__ASSIGNMENT__.
Tally the lines below that contain the word "ProductPerformance", then give the tally alone.
[RAW DATA]
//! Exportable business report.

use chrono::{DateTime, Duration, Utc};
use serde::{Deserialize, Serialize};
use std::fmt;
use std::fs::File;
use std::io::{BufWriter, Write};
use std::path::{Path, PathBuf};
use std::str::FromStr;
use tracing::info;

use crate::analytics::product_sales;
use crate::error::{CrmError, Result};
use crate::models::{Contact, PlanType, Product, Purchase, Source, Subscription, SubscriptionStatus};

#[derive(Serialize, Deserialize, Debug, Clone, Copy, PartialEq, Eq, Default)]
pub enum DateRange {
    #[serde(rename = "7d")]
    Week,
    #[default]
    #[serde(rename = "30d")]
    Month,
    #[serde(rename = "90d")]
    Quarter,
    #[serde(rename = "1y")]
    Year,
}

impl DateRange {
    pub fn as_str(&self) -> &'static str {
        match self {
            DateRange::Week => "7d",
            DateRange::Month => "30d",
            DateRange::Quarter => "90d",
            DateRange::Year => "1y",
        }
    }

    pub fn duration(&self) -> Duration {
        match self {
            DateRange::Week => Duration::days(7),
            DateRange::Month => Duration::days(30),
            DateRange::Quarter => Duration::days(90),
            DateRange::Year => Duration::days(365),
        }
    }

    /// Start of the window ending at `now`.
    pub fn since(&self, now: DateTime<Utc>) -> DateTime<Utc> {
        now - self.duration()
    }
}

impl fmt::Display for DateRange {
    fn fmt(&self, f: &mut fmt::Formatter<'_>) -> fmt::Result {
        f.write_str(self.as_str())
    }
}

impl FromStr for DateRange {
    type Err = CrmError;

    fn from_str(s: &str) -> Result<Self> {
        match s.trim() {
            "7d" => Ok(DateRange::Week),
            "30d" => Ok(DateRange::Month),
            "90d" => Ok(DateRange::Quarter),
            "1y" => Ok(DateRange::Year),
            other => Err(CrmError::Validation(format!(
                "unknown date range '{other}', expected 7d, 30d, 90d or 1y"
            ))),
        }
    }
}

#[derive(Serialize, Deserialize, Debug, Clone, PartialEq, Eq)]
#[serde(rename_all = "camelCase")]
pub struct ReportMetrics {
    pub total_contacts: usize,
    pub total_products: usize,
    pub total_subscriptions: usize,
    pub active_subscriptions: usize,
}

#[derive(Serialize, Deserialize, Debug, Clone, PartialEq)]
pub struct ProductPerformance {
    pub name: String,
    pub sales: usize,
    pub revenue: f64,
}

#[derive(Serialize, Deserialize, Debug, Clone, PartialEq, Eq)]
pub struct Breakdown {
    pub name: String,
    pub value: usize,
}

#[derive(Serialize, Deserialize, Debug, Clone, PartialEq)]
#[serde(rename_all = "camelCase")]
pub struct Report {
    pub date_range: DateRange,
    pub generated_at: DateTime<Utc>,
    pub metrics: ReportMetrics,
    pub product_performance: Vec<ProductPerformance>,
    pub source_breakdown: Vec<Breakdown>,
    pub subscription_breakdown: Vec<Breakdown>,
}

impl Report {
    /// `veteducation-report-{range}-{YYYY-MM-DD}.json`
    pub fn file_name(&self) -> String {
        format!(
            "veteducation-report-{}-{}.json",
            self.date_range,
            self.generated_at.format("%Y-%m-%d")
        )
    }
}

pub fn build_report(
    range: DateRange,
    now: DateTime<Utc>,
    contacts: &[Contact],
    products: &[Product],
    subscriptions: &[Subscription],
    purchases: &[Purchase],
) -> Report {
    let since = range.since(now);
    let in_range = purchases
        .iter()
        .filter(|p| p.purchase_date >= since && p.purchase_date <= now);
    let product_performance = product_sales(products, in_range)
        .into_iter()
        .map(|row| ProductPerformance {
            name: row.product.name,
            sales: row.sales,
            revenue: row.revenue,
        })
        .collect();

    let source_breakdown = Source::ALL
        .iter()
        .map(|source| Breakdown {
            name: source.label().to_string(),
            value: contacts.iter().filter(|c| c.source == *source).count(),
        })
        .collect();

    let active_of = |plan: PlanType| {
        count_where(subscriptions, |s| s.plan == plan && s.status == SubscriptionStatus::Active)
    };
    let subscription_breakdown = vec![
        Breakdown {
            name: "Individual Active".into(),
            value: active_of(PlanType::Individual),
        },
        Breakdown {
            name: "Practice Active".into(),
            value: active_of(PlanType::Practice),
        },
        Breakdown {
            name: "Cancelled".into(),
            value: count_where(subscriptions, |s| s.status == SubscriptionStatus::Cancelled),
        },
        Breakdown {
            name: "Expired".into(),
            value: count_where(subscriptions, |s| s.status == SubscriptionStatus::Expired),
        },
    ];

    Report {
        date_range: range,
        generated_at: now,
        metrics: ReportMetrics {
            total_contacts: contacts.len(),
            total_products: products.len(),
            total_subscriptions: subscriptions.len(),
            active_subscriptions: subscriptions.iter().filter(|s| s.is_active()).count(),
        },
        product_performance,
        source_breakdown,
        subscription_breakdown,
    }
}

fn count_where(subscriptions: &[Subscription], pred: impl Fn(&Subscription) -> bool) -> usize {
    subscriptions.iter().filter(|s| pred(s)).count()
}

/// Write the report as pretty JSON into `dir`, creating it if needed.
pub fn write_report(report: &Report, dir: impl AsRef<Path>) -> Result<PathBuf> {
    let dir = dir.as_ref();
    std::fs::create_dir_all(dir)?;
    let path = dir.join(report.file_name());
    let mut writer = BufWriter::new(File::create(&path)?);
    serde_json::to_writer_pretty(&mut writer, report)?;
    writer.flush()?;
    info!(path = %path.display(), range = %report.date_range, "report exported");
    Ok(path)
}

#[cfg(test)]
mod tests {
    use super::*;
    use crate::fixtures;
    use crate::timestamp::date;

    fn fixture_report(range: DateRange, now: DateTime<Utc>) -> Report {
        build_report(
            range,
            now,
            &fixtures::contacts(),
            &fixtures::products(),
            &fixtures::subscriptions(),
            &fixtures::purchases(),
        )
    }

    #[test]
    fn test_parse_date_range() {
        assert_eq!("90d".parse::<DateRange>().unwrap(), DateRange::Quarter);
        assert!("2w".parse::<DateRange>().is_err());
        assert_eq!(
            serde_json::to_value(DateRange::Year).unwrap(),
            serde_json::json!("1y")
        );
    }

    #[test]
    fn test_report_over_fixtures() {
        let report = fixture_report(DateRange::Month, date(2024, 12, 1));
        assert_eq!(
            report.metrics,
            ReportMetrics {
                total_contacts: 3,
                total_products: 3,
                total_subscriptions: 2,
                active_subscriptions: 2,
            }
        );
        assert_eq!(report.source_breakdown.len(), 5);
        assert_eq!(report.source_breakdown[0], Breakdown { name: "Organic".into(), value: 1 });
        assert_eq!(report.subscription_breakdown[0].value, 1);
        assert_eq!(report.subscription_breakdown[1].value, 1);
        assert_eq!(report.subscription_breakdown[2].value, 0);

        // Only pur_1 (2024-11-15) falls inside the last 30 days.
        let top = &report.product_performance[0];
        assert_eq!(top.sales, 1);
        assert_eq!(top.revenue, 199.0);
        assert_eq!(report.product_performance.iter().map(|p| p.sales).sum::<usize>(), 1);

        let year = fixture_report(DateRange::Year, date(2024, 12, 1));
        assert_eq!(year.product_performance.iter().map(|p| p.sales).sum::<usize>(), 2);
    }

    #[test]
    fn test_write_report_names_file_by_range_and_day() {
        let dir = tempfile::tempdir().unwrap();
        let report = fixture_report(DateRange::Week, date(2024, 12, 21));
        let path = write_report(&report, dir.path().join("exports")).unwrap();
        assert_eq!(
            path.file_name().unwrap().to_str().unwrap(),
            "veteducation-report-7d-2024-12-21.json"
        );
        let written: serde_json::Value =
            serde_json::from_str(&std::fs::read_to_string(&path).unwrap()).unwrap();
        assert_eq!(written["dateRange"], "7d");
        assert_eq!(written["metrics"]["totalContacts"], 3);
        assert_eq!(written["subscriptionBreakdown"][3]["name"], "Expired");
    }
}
[/RAW DATA]
__TASK ANSWER__.
3